EXERCISE
If a line in the entries below includes the string "constant", copy it out.

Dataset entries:
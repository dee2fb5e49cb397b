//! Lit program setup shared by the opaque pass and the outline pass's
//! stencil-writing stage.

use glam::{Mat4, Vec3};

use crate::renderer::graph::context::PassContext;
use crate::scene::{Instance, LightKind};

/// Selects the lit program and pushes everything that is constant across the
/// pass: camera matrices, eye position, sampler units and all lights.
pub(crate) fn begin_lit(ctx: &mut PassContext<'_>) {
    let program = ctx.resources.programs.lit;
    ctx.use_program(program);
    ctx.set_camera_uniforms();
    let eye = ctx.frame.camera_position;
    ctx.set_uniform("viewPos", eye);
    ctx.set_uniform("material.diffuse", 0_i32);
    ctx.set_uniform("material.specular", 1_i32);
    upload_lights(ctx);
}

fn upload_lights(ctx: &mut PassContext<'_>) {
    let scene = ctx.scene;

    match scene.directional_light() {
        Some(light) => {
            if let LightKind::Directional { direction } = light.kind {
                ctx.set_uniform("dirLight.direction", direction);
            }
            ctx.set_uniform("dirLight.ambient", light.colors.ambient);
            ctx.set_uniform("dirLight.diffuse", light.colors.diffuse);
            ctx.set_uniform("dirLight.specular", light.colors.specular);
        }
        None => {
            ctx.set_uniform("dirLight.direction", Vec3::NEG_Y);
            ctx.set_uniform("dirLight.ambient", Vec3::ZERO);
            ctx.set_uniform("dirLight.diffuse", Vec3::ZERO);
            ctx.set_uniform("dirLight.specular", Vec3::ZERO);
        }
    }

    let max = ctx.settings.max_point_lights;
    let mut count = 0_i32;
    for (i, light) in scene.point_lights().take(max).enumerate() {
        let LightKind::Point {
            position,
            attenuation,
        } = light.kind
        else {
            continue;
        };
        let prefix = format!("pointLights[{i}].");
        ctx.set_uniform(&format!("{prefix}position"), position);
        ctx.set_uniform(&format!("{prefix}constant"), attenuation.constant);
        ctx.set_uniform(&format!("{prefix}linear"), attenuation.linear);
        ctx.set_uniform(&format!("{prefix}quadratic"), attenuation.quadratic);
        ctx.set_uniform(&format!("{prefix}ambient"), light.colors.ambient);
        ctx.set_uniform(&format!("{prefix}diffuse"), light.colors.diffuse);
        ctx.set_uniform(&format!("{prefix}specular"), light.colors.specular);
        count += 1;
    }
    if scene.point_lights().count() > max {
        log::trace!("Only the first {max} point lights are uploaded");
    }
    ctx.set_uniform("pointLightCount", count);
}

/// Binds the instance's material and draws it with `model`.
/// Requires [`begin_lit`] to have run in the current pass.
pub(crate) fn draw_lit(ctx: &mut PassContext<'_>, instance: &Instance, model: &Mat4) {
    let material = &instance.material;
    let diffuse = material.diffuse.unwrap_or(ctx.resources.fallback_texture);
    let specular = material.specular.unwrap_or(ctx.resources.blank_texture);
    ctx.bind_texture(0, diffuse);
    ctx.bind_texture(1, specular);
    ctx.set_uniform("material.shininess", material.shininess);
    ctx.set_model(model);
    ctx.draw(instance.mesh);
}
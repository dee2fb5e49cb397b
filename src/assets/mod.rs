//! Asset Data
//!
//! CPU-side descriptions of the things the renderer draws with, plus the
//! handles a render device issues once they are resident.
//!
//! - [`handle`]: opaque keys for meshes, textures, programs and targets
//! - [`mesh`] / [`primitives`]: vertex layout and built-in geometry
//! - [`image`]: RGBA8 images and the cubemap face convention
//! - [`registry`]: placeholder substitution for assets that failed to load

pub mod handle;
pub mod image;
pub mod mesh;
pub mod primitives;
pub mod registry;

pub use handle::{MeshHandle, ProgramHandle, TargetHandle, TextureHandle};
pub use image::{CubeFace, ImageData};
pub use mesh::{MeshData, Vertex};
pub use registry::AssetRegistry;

RESULT FOR THIS TASK
/// Selects the lit program and pushes everything that is constant across the
        ctx.set_uniform(&format!("{prefix}constant"), attenuation.constant);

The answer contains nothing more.